Lego always was the perfect medium from which to play deity.
Isn’t this a condition common to us all?
For we are young, and in our young years we have many victories ahead of us, and we are free. We want our own slice of heaven, and we want it on our own terms. We work, we play, and one day, maybe, we’ll take a bite out of this salvation we’ve been pressing on for. Paradise, to our modern minds, is our own vision of happiness, of pleasure, of goodness.
We want our own slice of heaven, and we want it on our own terms.
And we look to the sky and laugh at God, or the Deity, or the Being, or whatever else our forefathers believed, in the face. For what good did the laws of old do for them? Any laws that a Judge above gives are surely put there as a stumbling block. They won’t help us on our journey to our heaven. They will simply hold us back. So you turn your back on God, take matters into your own hands. Building out of the Lego bricks the empire of your paradise.
In years time, your goals will finally have manifested themselves as fruit. The work will have paid off, and you’ll be eating out of your slice of heaven. The perfect family, a perfect wife and two beautiful kids in the medium-sized home of your dreams. A nice little carving of the stock market. Friends with people at the top.
And the beautiful thing? You made that empire, and you didn’t need to follow anyone else’s rules to get there.
And you could have it all , my empire of dirt.
But to what purpose? You’ve reached heaven, you’ve built the empire, perhaps somewhere in your middle-age. You have it all. But empires decay, hard fought victories always lose their sweetness. Bullies will always vandalise your Lego houses. Being god over your little paradise always comes with a high price. For gods made in Earth’s time are forgotten in eternity.
Tragic, is it not? That that slice of heaven, which you control, will always fall stale. My empire of dirt.
Playing god will always let you down, it will always make you hurt. I truly believe man was not made to be god, for to be god places so much power in a flesh that withers so quickly. The fruits of paradise look like squalor when the price paid is so high.
This isn’t a game, that if you play right, you’ll get the goods. Whatever law you follow, whatever rules in the game you obey, it isn’t going to give to you paradise in its entirety. Whether one plays the game of pleasure or one legalistically obeys all the moral laws, their slice of heaven will never satisfy. So what? Surely this life cannot be gratuitous?

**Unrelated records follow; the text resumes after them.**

//! Builder pattern implementation for creating Downloader instances.
//!
//! # Examples
//!
//! ```rust
//! use bulkfetch::downloader::{CollisionPolicy, DownloaderBuilder};
//! use bulkfetch::download::Status;
//! use std::path::PathBuf;
//!
//! let downloader = DownloaderBuilder::hidden()
//!     .directory(PathBuf::from("./js"))
//!     .concurrent_downloads(8)
//!     .collisions(CollisionPolicy::Allow)
//!     .on_complete(|summary| {
//!         if let Status::Fail(msg) = summary.status() {
//!             eprintln!("{}: {}", summary.download().url, msg);
//!         }
//!     })
//!     .build();
//! ```

use super::{
    config::{CollisionPolicy, DownloaderConfig},
    downloader::Downloader,
};
use crate::download::Summary;
use crate::StyleOptions;

use reqwest::header::{HeaderMap, HeaderValue, IntoHeaderName};
use std::{path::PathBuf, sync::Arc, time::Duration};

/// A builder used to create a [`Downloader`].
///
/// ```rust
/// # fn main()  {
/// use bulkfetch::downloader::DownloaderBuilder;
///
/// let d = DownloaderBuilder::new().directory("downloads".into()).build();
/// # }
/// ```
#[derive(Default)]
pub struct DownloaderBuilder {
    config: DownloaderConfig,
}

impl DownloaderBuilder {
    /// Creates a builder with the default options.
    pub fn new() -> Self {
        DownloaderBuilder::default()
    }

    /// Convenience function to hide the progress bars.
    pub fn hidden() -> Self {
        let mut builder = DownloaderBuilder::default();
        builder.config.style_options = StyleOptions::hidden();
        builder
    }

    /// Sets the directory where to store the downloads.
    pub fn directory(mut self, directory: PathBuf) -> Self {
        self.config.directory = directory;
        self
    }

    /// Limit the number of downloads in flight. Values below 1 are raised
    /// to 1.
    pub fn concurrent_downloads(mut self, concurrent_downloads: usize) -> Self {
        self.config.concurrent_downloads = Some(concurrent_downloads.max(1));
        self
    }

    /// Start every download at once. This is the default.
    pub fn unbounded(mut self) -> Self {
        self.config.concurrent_downloads = None;
        self
    }

    /// Set the downloader style options.
    pub fn style_options(mut self, style_options: StyleOptions) -> Self {
        self.config.style_options = style_options;
        self
    }

    /// Replace the browser User-Agent.
    pub fn user_agent(mut self, user_agent: impl Into<String>) -> Self {
        self.config.user_agent = user_agent.into();
        self
    }

    /// Route requests through a proxy.
    pub fn proxy(mut self, proxy: reqwest::Proxy) -> Self {
        self.config.proxy = Some(proxy);
        self
    }

    /// Give up on a request after `timeout`.
    pub fn timeout(mut self, timeout: Duration) -> Self {
        self.config.timeout = Some(timeout);
        self
    }

    /// Choose how duplicate file names are handled.
    pub fn collisions(mut self, policy: CollisionPolicy) -> Self {
        self.config.collisions = policy;
        self
    }

    /// Set callback for when each download completes.
    ///
    /// The callback runs on the task that finished, as soon as it finishes,
    /// for successes, skips and failures alike.
    pub fn on_complete<F>(mut self, callback: F) -> Self
    where
        F: Fn(&Summary) + Send + Sync + 'static,
    {
        self.config.on_complete = Some(Arc::new(Box::new(callback)));
        self
    }

    /// Helper method to get or create a new HeaderMap.
    fn new_header(&self) -> HeaderMap {
        match self.config.headers {
            Some(ref h) => h.to_owned(),
            _ => HeaderMap::new(),
        }
    }

    /// Add the http headers.
    ///
    /// You can call `.headers()` multiple times and all `HeaderMap` will be
    /// merged into a single one.
    pub fn headers(mut self, headers: HeaderMap) -> Self {
        let mut new = self.new_header();
        new.extend(headers);

        self.config.headers = Some(new);
        self
    }

    /// Add the http header
    ///
    /// ```
    /// use reqwest::header::{self, HeaderValue};
    /// use bulkfetch::downloader::DownloaderBuilder;
    ///
    /// let auth = HeaderValue::from_str("Basic aGk6MTIzNDU2Cg==").expect("Invalid auth");
    ///
    /// let downloader = DownloaderBuilder::new()
    ///     .header(header::AUTHORIZATION, auth)
    ///     .build();
    /// ```
    pub fn header<K: IntoHeaderName>(mut self, name: K, value: HeaderValue) -> Self {
        let mut new = self.new_header();

        new.insert(name, value);

        self.config.headers = Some(new);
        self
    }

    /// Create the [`Downloader`] with the specified options.
    pub fn build(self) -> Downloader {
        Downloader::new(self.config)
    }
}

Grace. I believe man was not made to depend on himself as god, but on another. Another who dwells in the eternal. The prize of eternity founded on grace, freely given. Those who obey the moral laws as an end won’t inherit it, because that puts salvation in their hands. Eternity, for those who want it, is dependant on another.
Grace is the unattractive option, because the emphasis of our salvation, of our paradise, of Heaven, is no longer in our hands. We cannot be gods and hope to get eternity. For the fading glories of the world’s prizes are the counterfeit reward for playing god. Eternity is so unattractive for the modern mind because freely given grace is not in our hands, and we can’t be god. It takes humility.
But isn’t it so much better? When you make yourself god, all you get is an empire of dirt, and it will leave you hurt. We try to make it so complicated, that we somehow need to build and work and strive to get paradise. Humility, for me, takes that out of our hands.
Man was not made to be god. Man was made for grace, a beautiful exchange with a Saviour. A Saviour who loves infinitely, desires not our works, but simply His people.
Humility, then, will never let you down, and will never leave you hurt. It will leave you in the Arms of Grace, for all who will accept Him.